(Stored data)

=== Section Start ===

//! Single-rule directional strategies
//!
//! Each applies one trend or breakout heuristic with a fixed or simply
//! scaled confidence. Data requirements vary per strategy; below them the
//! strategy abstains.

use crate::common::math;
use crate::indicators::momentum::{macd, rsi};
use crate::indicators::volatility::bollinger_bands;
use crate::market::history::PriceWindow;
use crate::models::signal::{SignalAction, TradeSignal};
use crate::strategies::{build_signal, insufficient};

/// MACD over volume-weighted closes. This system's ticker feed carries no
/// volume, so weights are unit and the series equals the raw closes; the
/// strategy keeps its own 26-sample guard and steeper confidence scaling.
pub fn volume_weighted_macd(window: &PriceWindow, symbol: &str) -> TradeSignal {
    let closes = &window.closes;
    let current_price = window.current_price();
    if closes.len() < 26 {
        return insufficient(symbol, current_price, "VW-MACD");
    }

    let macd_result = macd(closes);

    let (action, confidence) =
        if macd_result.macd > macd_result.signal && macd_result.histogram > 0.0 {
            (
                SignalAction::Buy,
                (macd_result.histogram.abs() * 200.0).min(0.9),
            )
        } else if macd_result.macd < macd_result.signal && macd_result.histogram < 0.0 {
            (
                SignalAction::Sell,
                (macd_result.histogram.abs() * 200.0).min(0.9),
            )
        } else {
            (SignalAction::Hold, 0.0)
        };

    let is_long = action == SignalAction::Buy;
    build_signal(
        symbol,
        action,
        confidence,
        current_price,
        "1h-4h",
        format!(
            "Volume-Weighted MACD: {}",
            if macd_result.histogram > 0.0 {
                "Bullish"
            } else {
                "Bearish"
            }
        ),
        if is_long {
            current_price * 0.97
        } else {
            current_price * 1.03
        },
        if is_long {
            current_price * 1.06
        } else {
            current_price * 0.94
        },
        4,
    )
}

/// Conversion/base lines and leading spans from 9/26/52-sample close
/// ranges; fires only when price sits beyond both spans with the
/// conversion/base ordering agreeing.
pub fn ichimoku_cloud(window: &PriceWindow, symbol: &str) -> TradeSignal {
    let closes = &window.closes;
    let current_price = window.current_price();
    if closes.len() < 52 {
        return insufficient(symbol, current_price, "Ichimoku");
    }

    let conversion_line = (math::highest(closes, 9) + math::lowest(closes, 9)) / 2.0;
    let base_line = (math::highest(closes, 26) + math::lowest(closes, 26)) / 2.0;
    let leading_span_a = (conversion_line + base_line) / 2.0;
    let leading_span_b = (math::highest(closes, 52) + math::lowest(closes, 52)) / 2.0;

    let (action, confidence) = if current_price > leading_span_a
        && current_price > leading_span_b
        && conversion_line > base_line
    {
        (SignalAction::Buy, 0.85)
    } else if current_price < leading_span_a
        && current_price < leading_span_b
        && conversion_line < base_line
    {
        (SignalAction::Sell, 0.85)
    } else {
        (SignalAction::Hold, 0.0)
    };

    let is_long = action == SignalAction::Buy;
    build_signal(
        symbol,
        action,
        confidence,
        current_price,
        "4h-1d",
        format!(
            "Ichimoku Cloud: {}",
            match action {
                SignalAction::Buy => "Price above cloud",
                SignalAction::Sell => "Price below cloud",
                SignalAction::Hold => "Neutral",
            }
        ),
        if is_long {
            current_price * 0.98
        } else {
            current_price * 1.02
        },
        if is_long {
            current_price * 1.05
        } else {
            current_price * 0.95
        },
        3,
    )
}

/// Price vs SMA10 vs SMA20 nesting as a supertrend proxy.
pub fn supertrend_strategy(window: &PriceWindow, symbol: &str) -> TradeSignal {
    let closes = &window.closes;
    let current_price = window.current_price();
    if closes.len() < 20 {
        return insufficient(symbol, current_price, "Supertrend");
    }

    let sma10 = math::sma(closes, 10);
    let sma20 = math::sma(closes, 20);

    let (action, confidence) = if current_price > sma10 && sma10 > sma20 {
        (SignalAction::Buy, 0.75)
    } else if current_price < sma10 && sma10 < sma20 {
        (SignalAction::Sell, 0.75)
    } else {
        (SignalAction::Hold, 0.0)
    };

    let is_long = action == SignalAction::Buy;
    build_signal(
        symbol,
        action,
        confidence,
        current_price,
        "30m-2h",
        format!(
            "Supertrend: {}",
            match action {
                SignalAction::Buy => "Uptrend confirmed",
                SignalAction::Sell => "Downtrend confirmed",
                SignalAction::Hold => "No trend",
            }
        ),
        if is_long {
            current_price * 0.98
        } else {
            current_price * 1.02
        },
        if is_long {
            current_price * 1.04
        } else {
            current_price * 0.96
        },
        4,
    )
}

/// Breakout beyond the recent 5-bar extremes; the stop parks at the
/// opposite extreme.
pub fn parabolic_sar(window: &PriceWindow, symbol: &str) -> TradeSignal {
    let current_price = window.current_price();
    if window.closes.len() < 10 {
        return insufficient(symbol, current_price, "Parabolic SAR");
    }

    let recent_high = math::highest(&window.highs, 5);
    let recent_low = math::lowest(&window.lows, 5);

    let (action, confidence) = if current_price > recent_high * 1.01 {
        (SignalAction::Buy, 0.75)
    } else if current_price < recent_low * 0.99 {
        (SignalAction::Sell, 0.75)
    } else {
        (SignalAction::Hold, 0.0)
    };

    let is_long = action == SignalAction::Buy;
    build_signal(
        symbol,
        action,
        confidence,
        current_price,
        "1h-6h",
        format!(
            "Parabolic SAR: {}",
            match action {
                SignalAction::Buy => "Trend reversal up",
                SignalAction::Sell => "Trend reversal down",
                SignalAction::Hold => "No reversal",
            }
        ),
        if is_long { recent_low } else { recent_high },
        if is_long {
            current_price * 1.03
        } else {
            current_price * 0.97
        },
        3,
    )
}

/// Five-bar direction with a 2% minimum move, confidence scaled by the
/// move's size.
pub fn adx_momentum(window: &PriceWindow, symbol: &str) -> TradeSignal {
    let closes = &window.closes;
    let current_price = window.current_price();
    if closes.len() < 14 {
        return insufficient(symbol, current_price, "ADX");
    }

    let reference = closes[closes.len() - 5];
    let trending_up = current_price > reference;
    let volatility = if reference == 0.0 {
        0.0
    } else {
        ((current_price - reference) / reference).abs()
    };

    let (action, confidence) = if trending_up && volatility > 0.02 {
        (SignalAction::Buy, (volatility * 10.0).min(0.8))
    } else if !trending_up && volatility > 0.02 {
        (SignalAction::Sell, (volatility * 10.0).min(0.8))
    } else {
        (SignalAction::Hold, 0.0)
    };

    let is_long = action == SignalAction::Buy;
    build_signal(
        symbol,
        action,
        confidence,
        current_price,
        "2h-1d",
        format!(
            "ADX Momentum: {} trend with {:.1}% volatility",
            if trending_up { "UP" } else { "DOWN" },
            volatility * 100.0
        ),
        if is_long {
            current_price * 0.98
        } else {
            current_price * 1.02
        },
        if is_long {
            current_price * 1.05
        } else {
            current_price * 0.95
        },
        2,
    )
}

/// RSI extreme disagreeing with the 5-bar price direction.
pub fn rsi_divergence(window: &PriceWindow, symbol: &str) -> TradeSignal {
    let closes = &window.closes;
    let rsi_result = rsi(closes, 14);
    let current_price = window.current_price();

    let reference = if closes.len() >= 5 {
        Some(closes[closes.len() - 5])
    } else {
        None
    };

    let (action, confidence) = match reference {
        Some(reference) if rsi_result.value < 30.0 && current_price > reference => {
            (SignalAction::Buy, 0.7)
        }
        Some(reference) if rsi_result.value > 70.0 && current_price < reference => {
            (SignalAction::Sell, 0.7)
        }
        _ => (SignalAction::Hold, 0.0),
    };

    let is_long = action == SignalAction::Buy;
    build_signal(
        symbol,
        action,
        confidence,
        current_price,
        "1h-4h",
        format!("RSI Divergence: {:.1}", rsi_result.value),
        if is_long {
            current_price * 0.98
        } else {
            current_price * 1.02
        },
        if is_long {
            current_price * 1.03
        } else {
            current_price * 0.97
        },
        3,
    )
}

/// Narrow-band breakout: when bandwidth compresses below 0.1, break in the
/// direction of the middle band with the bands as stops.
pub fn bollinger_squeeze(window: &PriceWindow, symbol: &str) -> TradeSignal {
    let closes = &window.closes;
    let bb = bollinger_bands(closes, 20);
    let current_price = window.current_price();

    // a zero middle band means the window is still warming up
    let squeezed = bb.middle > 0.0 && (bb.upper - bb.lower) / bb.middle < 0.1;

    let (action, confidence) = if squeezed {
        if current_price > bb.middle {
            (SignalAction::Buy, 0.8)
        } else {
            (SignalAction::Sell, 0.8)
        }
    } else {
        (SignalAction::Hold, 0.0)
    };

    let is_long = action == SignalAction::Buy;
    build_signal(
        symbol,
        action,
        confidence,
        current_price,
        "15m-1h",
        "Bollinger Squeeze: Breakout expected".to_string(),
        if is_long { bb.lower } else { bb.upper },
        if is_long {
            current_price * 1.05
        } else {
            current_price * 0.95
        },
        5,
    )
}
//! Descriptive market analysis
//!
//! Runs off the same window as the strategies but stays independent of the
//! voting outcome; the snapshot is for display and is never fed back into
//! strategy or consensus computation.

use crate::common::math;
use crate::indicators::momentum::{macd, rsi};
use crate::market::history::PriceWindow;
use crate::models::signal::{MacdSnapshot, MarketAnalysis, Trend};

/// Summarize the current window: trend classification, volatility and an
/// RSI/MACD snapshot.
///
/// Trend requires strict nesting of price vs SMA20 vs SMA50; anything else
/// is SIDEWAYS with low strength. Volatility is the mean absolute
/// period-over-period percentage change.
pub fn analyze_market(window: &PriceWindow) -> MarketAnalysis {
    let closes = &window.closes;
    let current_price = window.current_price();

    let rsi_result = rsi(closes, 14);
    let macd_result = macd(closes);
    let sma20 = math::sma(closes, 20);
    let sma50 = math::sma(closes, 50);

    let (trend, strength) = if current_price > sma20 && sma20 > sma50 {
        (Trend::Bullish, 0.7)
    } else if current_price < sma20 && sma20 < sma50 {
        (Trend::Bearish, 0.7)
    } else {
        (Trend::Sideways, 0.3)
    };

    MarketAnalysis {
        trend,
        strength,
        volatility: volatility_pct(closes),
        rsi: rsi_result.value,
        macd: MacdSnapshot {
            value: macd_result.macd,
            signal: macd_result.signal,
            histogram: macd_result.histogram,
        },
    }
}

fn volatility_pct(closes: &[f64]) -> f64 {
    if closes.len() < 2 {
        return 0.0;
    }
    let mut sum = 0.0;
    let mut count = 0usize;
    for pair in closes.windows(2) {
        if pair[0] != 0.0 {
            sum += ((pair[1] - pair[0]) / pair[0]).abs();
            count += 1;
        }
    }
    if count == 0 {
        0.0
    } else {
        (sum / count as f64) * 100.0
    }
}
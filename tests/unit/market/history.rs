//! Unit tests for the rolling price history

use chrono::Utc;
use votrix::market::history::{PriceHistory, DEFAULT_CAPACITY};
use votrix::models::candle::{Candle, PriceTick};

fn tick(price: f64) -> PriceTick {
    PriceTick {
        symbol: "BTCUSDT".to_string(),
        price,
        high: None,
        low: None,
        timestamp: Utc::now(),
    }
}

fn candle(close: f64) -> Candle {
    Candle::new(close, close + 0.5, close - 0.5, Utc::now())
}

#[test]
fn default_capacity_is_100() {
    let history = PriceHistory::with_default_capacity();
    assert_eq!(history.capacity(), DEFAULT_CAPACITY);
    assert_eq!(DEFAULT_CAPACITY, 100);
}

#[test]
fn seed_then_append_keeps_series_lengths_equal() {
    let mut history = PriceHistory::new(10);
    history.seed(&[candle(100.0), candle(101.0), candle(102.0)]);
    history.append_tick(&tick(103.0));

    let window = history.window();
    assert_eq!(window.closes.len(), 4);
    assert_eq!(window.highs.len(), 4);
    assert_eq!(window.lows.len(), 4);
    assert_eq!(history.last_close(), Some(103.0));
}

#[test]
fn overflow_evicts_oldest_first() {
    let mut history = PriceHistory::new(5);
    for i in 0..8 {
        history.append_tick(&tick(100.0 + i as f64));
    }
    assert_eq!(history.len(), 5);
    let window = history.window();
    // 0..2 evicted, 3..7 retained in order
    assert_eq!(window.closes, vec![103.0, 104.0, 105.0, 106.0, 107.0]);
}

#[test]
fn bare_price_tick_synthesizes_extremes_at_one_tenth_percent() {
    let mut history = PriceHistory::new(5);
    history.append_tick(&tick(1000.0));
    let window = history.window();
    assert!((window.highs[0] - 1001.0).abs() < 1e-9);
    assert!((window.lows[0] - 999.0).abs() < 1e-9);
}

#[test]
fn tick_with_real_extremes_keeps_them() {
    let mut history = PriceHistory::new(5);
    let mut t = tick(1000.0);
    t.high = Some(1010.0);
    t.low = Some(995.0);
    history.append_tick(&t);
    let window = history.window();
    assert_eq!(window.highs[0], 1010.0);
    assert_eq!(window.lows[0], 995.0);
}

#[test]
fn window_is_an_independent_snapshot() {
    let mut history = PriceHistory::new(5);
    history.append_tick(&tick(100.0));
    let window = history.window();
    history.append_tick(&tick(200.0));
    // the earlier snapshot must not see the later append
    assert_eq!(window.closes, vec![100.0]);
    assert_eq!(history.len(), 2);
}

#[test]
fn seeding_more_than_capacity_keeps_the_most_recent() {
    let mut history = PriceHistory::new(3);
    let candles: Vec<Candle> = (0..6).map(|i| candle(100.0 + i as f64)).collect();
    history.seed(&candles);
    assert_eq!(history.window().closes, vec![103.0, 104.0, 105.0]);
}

=== Section End ===

▶ [Task description] Output all lines from the beginning of the data up to the line holding "feed carries no", that line included, exactly as written.

▶ [Response to this exercise]
//! Single-rule directional strategies
//!
//! Each applies one trend or breakout heuristic with a fixed or simply
//! scaled confidence. Data requirements vary per strategy; below them the
//! strategy abstains.

use crate::common::math;
use crate::indicators::momentum::{macd, rsi};
use crate::indicators::volatility::bollinger_bands;
use crate::market::history::PriceWindow;
use crate::models::signal::{SignalAction, TradeSignal};
use crate::strategies::{build_signal, insufficient};

/// MACD over volume-weighted closes. This system's ticker feed carries no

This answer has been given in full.